EXERCISE AIM
For the listing below, report all lines that hold the word "TouchEvent".

<<<<

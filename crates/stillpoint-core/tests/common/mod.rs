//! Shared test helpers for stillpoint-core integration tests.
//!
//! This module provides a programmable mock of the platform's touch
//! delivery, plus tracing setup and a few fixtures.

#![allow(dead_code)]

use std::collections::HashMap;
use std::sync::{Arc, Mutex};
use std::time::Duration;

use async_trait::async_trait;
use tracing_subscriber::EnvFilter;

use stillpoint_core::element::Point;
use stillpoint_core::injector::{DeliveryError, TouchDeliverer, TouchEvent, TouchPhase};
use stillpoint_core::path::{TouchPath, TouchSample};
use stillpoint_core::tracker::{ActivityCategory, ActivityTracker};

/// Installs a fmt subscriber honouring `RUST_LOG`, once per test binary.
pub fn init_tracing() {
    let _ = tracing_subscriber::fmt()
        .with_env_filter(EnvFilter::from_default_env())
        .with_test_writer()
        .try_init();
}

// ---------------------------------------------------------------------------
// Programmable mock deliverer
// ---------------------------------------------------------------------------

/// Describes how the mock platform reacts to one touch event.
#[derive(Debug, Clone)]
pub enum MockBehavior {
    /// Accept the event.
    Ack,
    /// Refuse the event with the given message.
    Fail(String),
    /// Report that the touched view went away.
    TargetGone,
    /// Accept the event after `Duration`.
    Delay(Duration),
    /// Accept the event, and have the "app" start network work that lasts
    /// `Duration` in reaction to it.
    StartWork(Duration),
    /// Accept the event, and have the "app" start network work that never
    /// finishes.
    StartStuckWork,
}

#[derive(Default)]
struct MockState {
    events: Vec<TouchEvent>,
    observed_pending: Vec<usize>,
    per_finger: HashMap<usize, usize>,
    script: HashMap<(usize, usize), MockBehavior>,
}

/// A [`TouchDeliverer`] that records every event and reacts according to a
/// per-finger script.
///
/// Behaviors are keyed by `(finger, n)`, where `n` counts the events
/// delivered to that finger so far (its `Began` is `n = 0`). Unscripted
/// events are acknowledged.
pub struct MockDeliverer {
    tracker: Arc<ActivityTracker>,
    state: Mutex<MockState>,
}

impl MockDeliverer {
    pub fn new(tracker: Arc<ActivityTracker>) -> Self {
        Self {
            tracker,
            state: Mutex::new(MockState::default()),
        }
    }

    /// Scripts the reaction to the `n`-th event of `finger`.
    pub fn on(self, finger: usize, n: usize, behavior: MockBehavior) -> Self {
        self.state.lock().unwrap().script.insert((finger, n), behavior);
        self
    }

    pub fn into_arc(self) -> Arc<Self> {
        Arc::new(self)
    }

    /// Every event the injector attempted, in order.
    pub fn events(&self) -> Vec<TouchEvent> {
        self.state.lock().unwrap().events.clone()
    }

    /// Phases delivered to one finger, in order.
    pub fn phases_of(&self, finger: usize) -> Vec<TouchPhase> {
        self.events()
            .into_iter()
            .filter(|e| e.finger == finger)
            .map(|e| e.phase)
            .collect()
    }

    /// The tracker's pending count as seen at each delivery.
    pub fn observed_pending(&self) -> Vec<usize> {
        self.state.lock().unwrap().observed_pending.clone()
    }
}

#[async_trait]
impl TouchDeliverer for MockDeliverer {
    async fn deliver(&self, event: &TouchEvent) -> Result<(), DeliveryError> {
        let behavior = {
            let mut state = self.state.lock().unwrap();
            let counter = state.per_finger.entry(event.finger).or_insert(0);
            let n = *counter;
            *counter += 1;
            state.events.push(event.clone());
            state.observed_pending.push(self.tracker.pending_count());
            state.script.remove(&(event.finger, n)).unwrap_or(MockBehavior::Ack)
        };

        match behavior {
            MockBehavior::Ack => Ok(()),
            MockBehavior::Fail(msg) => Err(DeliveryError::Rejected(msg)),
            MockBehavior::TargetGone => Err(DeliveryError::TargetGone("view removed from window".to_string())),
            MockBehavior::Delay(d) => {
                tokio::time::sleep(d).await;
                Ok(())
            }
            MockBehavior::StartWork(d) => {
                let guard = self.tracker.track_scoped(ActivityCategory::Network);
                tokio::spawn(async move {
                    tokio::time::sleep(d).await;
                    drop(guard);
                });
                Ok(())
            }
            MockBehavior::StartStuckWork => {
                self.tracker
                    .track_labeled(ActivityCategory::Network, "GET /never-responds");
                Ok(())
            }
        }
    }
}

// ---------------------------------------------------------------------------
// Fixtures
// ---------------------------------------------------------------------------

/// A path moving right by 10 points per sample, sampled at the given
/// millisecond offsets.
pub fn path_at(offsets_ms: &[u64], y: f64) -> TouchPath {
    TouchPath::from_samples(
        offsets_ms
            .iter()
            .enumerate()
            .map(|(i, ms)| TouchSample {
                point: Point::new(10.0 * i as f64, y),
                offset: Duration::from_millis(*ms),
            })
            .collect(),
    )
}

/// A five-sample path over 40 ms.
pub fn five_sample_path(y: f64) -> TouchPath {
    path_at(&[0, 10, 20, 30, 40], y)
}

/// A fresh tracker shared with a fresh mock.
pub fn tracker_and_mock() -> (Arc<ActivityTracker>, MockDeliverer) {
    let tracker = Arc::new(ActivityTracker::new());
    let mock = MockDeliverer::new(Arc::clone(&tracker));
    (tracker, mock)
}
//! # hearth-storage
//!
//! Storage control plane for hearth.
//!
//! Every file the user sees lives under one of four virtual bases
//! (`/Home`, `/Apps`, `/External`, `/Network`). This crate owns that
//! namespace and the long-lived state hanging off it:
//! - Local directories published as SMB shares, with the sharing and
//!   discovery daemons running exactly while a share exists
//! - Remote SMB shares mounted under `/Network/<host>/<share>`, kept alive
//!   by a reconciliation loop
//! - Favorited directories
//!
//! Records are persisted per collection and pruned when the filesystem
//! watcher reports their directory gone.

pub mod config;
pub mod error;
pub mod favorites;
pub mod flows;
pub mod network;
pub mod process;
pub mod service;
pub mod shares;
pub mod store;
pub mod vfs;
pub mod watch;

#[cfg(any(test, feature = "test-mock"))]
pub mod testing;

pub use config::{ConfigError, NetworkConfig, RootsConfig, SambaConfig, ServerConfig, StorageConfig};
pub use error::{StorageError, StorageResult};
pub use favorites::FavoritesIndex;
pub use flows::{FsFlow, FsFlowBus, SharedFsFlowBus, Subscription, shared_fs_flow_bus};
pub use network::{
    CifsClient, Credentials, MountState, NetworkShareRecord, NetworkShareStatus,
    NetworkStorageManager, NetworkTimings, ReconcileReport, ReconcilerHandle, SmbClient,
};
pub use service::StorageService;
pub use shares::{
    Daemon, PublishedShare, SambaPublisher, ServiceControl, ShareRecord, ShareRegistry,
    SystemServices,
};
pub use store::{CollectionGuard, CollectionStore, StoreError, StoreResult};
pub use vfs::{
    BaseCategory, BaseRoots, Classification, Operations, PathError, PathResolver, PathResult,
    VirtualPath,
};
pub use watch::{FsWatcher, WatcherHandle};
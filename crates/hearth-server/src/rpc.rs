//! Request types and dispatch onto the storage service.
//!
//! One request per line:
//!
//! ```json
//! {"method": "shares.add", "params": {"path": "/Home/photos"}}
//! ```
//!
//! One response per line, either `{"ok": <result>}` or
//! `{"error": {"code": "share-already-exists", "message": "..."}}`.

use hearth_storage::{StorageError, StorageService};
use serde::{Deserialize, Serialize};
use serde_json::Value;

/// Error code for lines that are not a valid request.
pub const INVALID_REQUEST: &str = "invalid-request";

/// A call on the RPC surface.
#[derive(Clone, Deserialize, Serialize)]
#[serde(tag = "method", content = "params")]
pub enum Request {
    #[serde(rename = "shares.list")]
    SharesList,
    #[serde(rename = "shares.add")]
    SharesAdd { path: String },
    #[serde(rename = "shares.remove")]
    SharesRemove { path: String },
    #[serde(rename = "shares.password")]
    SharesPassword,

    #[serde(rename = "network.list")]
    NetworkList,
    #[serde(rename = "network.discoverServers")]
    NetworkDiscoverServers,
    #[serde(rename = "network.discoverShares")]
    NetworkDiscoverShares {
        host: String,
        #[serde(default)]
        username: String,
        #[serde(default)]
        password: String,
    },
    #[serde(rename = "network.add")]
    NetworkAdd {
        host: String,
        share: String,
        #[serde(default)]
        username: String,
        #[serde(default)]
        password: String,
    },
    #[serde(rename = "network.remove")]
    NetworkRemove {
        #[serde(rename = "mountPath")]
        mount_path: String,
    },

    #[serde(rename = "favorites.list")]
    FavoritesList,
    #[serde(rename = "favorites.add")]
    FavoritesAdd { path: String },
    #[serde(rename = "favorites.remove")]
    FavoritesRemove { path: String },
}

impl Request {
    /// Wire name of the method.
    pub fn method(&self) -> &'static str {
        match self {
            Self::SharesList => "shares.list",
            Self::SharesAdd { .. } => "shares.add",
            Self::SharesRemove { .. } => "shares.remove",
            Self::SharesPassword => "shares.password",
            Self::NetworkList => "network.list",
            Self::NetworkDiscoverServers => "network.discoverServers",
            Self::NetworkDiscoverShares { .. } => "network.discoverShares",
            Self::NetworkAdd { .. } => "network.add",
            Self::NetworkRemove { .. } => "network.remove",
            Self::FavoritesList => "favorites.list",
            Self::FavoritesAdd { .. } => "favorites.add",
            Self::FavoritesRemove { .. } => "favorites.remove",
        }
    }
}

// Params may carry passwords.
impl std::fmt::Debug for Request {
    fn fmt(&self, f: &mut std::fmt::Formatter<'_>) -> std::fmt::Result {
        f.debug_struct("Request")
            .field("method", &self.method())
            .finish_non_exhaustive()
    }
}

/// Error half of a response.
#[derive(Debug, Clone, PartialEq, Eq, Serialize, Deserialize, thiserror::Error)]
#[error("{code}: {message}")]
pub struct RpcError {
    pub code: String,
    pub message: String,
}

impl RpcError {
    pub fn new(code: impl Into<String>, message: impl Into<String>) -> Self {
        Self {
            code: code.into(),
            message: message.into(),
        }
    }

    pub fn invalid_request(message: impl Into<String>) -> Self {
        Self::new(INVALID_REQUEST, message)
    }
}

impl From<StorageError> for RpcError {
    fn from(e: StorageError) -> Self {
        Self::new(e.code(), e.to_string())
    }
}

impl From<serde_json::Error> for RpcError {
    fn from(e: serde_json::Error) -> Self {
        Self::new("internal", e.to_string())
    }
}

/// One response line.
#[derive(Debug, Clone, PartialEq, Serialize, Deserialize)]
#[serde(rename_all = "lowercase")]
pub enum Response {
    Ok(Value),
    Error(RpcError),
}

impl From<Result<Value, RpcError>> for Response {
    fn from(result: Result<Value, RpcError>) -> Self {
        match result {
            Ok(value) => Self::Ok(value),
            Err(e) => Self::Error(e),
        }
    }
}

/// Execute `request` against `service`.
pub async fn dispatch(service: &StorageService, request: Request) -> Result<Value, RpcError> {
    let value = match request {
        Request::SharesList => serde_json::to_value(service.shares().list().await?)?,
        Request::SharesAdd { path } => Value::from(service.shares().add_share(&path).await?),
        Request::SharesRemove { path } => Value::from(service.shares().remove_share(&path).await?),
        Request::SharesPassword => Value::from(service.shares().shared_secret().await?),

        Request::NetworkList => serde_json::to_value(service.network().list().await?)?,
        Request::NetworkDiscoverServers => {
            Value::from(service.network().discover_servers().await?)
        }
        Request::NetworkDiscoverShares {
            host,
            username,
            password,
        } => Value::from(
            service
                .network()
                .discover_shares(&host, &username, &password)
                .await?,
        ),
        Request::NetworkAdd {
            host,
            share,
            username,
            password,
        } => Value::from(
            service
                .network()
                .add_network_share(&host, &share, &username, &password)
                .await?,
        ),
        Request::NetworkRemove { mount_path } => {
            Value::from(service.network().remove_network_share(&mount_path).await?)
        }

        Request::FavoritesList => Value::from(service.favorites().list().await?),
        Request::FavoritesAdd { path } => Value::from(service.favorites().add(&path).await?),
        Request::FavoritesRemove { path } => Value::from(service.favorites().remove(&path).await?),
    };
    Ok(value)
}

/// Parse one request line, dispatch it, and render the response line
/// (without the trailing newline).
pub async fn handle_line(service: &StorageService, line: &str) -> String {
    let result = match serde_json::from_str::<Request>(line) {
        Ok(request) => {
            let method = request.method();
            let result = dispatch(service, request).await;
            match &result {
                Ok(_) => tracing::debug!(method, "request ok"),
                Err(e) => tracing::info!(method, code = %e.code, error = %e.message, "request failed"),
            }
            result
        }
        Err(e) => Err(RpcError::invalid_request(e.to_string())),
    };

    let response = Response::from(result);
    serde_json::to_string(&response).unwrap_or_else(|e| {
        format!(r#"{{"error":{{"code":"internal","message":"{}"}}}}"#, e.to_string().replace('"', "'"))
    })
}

>>>>

TASK SOLUTION
use stillpoint_core::injector::{DeliveryError, TouchDeliverer, TouchEvent, TouchPhase};
    events: Vec<TouchEvent>,
    pub fn events(&self) -> Vec<TouchEvent> {
    async fn deliver(&self, event: &TouchEvent) -> Result<(), DeliveryError> {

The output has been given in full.